> _DIRECTIONS FOR THIS TASK_:
Please reproduce every record, keeping each one exactly as written.

> _EXERCISE MATERIALS_:
○ ○ ○
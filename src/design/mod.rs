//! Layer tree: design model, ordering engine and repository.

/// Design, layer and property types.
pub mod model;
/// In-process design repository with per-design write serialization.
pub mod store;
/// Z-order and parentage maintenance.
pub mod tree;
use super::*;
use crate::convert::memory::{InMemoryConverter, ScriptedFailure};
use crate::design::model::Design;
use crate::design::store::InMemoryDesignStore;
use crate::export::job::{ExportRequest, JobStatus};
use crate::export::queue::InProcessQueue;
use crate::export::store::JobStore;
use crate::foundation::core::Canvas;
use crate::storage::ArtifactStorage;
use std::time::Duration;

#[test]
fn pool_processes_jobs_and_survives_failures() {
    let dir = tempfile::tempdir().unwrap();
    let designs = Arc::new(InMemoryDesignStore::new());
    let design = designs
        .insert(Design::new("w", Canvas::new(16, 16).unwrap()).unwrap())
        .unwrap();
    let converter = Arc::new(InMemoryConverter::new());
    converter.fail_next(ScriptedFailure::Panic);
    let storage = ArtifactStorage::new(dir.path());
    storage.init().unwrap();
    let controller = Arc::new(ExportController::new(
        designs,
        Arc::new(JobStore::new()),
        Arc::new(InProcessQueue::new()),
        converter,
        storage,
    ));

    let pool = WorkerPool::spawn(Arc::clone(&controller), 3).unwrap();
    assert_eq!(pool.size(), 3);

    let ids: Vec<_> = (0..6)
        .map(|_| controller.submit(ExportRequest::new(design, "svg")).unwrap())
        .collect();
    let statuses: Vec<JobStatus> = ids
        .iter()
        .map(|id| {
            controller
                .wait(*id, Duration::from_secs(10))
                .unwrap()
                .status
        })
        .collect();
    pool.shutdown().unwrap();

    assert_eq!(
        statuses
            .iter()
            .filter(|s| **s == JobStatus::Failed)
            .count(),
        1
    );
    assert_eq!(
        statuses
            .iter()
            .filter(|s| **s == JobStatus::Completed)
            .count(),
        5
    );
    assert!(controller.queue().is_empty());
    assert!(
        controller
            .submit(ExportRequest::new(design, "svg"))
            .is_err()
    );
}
○ ○ ○
> _RESULT_:
filename src/design/mod.rs
//! Layer tree: design model, ordering engine and repository.

/// Design, layer and property types.
pub mod model;
/// In-process design repository with per-design write serialization.
pub mod store;
/// Z-order and parentage maintenance.
pub mod tree;
use super::*;
use crate::convert::memory::{InMemoryConverter, ScriptedFailure};
use crate::design::model::Design;
use crate::design::store::InMemoryDesignStore;
use crate::export::job::{ExportRequest, JobStatus};
use crate::export::queue::InProcessQueue;
use crate::export::store::JobStore;
use crate::foundation::core::Canvas;
use crate::storage::ArtifactStorage;
use std::time::Duration;

#[test]
fn pool_processes_jobs_and_survives_failures() {
    let dir = tempfile::tempdir().unwrap();
    let designs = Arc::new(InMemoryDesignStore::new());
    let design = designs
        .insert(Design::new("w", Canvas::new(16, 16).unwrap()).unwrap())
        .unwrap();
    let converter = Arc::new(InMemoryConverter::new());
    converter.fail_next(ScriptedFailure::Panic);
    let storage = ArtifactStorage::new(dir.path());
    storage.init().unwrap();
    let controller = Arc::new(ExportController::new(
        designs,
        Arc::new(JobStore::new()),
        Arc::new(InProcessQueue::new()),
        converter,
        storage,
    ));

    let pool = WorkerPool::spawn(Arc::clone(&controller), 3).unwrap();
    assert_eq!(pool.size(), 3);

    let ids: Vec<_> = (0..6)
        .map(|_| controller.submit(ExportRequest::new(design, "svg")).unwrap())
        .collect();
    let statuses: Vec<JobStatus> = ids
        .iter()
        .map(|id| {
            controller
                .wait(*id, Duration::from_secs(10))
                .unwrap()
                .status
        })
        .collect();
    pool.shutdown().unwrap();

    assert_eq!(
        statuses
            .iter()
            .filter(|s| **s == JobStatus::Failed)
            .count(),
        1
    );
    assert_eq!(
        statuses
            .iter()
            .filter(|s| **s == JobStatus::Completed)
            .count(),
        5
    );
    assert!(controller.queue().is_empty());
    assert!(
        controller
            .submit(ExportRequest::new(design, "svg"))
            .is_err()
    );
}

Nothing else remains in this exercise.